→ Task statement
Write out once more the lines running from the top of the entries below to the line with "const THEME: &str", both ends included.

Given information below:

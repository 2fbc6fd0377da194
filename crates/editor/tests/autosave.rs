use std::time::Duration;

use folio_editor::{
    AutosaveNotice, ContentBackend, ContentMap, EditorConfig, EditorSession, FieldBinding,
    MemoryBackend, OwnerId, SaveError, SaveStatus, Saver, StaticAuth, Timestamp,
};
use serde_json::json;

const THEME: &str = "studio";

fn owner() -> OwnerId {
    OwnerId::new("owner-1")
}

fn session_with(content: serde_json::Value) -> EditorSession<MemoryBackend, StaticAuth> {
    let content: ContentMap = serde_json::from_value(content).unwrap();
    let backend = MemoryBackend::new().with_content(&owner(), THEME, content, None);
    let saver = Saver::new(backend, StaticAuth::signed_in(owner()), THEME);
    let mut session = EditorSession::new(EditorConfig::default(), saver);
    session.load().unwrap();
    session.set_edit_mode(true);
    session
}

fn ms(ms: u64) -> Duration {
    Duration::from_millis(ms)
}

fn save_calls(session: &EditorSession<MemoryBackend, StaticAuth>) -> usize {
    session.saver().backend().save_calls()
}

#[test]
fn saving_the_same_map_twice_is_idempotent() {
    let mut backend = MemoryBackend::new();
    let content: ContentMap = serde_json::from_value(json!({ "hero.title": "Hi" })).unwrap();

    backend.save_content(&owner(), THEME, &content).unwrap();
    let once = backend.stored(&owner(), THEME).cloned();
    backend.save_content(&owner(), THEME, &content).unwrap();

    assert_eq!(backend.stored(&owner(), THEME).cloned(), once);
    assert_eq!(backend.save_calls(), 2);
    assert_eq!(backend.writes(), 1);
}

#[test]
fn plain_edit_is_saved_once_after_the_debounce() {
    let mut session = session_with(json!({ "hero.title": "Hello" }));
    let title = session.register_text(FieldBinding::new("hero.title"));

    session.focus(title);
    session.advance_by(ms(500));
    session.input(title, "Hello World");
    session.advance_by(ms(1_000));
    session.blur(title);
    assert_eq!(session.store().get_str("hero.title"), Some("Hello World"));
    assert_eq!(session.status(), SaveStatus::Unsaved);

    session.advance_by(ms(2_999));
    assert_eq!(save_calls(&session), 0);
    session.advance_by(ms(1));
    assert_eq!(save_calls(&session), 1);

    let saved = session.saver().backend().last_saved().unwrap();
    assert_eq!(saved["hero.title"], "Hello World");
    assert_eq!(session.status(), SaveStatus::Saved(Timestamp::from_millis(4_500)));

    session.advance_by(ms(10_000));
    assert_eq!(save_calls(&session), 1);
}

#[test]
fn rapid_edits_coalesce_into_the_last_state() {
    let mut session = session_with(json!({ "hero.title": "" }));
    let title = session.register_text(FieldBinding::new("hero.title"));
    session.focus(title);

    for text in ["H", "He", "Hel", "Hell", "Hello"] {
        session.input(title, text);
        session.advance_by(ms(2_000));
    }
    assert_eq!(save_calls(&session), 0);

    session.advance_by(ms(1_000));
    assert_eq!(save_calls(&session), 1);
    let saved = session.saver().backend().last_saved().unwrap();
    assert_eq!(saved["hero.title"], "Hello");
}

#[test]
fn explicit_save_while_logged_out_never_reaches_the_backend() {
    let saver = Saver::new(MemoryBackend::new(), StaticAuth::anonymous(), THEME);
    let mut session = EditorSession::new(EditorConfig::default(), saver);
    session.set_edit_mode(true);
    assert!(!session.load().unwrap());

    let title = session.register_text(FieldBinding::new("hero.title"));
    session.focus(title);
    session.input(title, "Edited");
    session.blur(title);

    let err = session.save_now().unwrap_err();
    assert_eq!(err, SaveError::Unauthenticated);
    assert_eq!(err.to_string(), "please log in to save your changes");
    assert_eq!(save_calls(&session), 0);
    assert_eq!(session.status(), SaveStatus::LoginRequired);
}

#[test]
fn background_save_while_logged_out_asks_for_login() {
    let saver = Saver::new(MemoryBackend::new(), StaticAuth::anonymous(), THEME);
    let mut session = EditorSession::new(EditorConfig::default(), saver);
    session.set_edit_mode(true);
    let title = session.register_text(FieldBinding::new("hero.title"));

    session.focus(title);
    session.input(title, "Edited");
    session.advance_by(ms(3_000));
    assert_eq!(save_calls(&session), 0);
    assert_eq!(session.status(), SaveStatus::LoginRequired);

    session.saver_mut().auth_mut().sign_in(owner());
    session.save_now().unwrap();
    assert_eq!(save_calls(&session), 1);
    assert!(matches!(session.status(), SaveStatus::Saved(_)));
}

#[test]
fn repeated_background_failures_raise_a_notice() {
    let mut session = session_with(json!({ "hero.title": "Hi" }));
    let title = session.register_text(FieldBinding::new("hero.title"));
    session.saver_mut().backend_mut().fail_next(3);
    session.focus(title);

    for (round, text) in ["a", "b", "c"].into_iter().enumerate() {
        session.input(title, text);
        session.advance_by(ms(3_000));
        if round < 2 {
            assert_eq!(session.notice(), None);
        }
    }
    assert_eq!(save_calls(&session), 3);
    assert_eq!(session.notice(), Some(AutosaveNotice::RepeatedFailures(3)));
    assert_eq!(session.status(), SaveStatus::Unsaved);

    session.input(title, "d");
    session.advance_by(ms(3_000));
    assert_eq!(session.notice(), None);
    assert!(matches!(session.status(), SaveStatus::Saved(_)));
}

#[test]
fn explicit_save_reports_backend_errors() {
    let mut session = session_with(json!({ "hero.title": "Hi" }));
    let title = session.register_text(FieldBinding::new("hero.title"));
    session.focus(title);
    session.input(title, "Hey");
    session.saver_mut().backend_mut().fail_next(1);

    let err = session.save_now().unwrap_err();
    assert!(!err.is_auth());
    assert_eq!(err.to_string(), "failed to save changes: service unavailable");
    assert_eq!(session.status(), SaveStatus::Unsaved);

    session.save_now().unwrap();
    assert_eq!(session.status(), SaveStatus::Saved(Timestamp::ZERO));
    // The debounce was cancelled by the explicit save.
    session.advance_by(ms(5_000));
    assert_eq!(save_calls(&session), 2);
}

#[test]
fn shutdown_drops_the_pending_save() {
    let mut session = session_with(json!({ "hero.title": "Hi" }));
    let title = session.register_text(FieldBinding::new("hero.title"));
    session.focus(title);
    session.input(title, "Bye");

    session.shutdown();
    session.advance_by(ms(10_000));
    assert_eq!(save_calls(&session), 0);
    assert!(!session.is_mounted());
}
use std::path::PathBuf;

use clap::Parser;

/// Run a scripted editing session against an in-memory backend
#[derive(Parser, Debug)]
#[command(name = "folio-playground", version)]
pub struct CliArgs {
    /// Editor config (JSON); defaults apply when missing or unreadable
    #[arg(long, value_name = "PATH")]
    pub config: Option<PathBuf>,

    /// Script of editing steps (JSON); runs the built-in demo when omitted
    #[arg(long, value_name = "PATH")]
    pub script: Option<PathBuf>,
}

End of Given information.

→ Output of the exercise
repository 2fbc6fd0377da194
filename crates/editor/tests/autosave.rs
use std::time::Duration;

use folio_editor::{
    AutosaveNotice, ContentBackend, ContentMap, EditorConfig, EditorSession, FieldBinding,
    MemoryBackend, OwnerId, SaveError, SaveStatus, Saver, StaticAuth, Timestamp,
};
use serde_json::json;

const THEME: &str = "studio";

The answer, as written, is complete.